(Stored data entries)
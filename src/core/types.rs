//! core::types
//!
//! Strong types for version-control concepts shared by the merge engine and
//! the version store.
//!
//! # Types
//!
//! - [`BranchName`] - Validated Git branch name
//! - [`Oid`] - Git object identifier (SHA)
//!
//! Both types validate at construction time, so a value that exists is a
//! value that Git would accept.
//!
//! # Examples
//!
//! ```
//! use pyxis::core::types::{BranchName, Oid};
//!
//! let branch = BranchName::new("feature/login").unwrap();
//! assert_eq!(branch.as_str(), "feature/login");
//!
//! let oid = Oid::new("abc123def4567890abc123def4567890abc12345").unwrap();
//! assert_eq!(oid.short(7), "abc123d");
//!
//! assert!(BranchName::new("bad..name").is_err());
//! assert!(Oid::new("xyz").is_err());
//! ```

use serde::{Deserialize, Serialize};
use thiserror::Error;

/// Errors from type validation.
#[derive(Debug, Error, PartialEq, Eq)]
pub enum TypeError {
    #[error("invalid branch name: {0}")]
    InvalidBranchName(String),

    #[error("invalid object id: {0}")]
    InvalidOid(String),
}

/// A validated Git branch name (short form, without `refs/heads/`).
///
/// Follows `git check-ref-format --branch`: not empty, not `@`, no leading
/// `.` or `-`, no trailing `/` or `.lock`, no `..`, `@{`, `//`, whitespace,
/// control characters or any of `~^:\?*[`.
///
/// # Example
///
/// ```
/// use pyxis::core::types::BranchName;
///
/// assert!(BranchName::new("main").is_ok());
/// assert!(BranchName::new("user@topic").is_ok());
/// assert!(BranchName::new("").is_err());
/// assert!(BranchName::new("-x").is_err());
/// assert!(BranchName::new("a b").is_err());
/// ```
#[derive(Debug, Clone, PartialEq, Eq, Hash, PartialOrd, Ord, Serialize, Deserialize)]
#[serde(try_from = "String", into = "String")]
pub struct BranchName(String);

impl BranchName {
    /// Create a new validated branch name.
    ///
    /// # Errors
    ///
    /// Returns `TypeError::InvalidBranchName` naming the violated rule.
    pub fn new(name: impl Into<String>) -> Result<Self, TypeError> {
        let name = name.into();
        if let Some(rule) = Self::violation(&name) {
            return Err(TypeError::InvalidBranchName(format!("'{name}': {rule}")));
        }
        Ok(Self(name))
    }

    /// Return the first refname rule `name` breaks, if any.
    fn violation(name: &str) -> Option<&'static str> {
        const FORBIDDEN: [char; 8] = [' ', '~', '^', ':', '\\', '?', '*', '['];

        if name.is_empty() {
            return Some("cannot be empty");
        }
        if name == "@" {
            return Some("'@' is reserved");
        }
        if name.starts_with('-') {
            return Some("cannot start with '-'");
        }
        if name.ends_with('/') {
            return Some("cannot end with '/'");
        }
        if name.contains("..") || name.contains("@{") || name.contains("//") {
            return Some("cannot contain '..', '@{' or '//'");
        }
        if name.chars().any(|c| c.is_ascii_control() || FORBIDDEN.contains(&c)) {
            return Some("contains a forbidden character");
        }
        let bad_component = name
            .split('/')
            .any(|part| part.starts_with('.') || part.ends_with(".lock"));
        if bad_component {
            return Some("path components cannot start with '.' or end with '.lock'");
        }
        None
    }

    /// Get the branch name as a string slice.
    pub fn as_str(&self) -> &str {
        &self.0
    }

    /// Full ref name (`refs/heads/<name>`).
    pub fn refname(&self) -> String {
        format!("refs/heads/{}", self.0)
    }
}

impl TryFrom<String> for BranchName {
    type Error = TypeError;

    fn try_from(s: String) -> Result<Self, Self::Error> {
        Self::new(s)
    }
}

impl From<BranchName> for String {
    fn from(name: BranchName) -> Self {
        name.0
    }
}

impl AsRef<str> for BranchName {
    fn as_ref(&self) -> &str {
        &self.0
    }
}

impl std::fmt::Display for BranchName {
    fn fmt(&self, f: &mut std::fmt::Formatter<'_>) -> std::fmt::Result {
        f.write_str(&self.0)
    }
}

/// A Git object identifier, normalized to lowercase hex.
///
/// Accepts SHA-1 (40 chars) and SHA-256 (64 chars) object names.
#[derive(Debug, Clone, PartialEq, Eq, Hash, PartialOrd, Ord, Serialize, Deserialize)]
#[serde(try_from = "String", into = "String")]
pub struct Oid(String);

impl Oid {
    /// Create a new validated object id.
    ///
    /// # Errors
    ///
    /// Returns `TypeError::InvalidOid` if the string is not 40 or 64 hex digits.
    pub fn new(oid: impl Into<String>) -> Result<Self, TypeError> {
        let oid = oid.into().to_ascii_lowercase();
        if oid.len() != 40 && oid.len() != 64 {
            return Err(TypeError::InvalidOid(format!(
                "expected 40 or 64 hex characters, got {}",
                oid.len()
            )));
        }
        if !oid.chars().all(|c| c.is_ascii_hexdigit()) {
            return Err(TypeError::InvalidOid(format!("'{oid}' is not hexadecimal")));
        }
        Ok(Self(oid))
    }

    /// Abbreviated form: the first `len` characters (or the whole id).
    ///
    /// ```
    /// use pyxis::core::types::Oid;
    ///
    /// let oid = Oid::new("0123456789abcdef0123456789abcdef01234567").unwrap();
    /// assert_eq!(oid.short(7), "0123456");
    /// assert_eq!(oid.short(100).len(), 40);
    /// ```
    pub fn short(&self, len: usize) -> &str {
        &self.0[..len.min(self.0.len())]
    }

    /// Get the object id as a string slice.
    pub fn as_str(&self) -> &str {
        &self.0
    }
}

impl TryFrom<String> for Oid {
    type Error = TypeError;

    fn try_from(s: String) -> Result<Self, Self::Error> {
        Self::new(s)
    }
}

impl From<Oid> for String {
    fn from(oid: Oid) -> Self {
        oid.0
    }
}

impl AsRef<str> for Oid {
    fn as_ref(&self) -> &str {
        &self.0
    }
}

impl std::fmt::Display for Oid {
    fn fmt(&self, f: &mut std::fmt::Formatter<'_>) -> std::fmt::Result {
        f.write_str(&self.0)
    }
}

• [PROBLEM STATEMENT]: Among the lines above, tally those containing the string "characters" and give only the result.

• [WRITTEN RESPONSE]: 3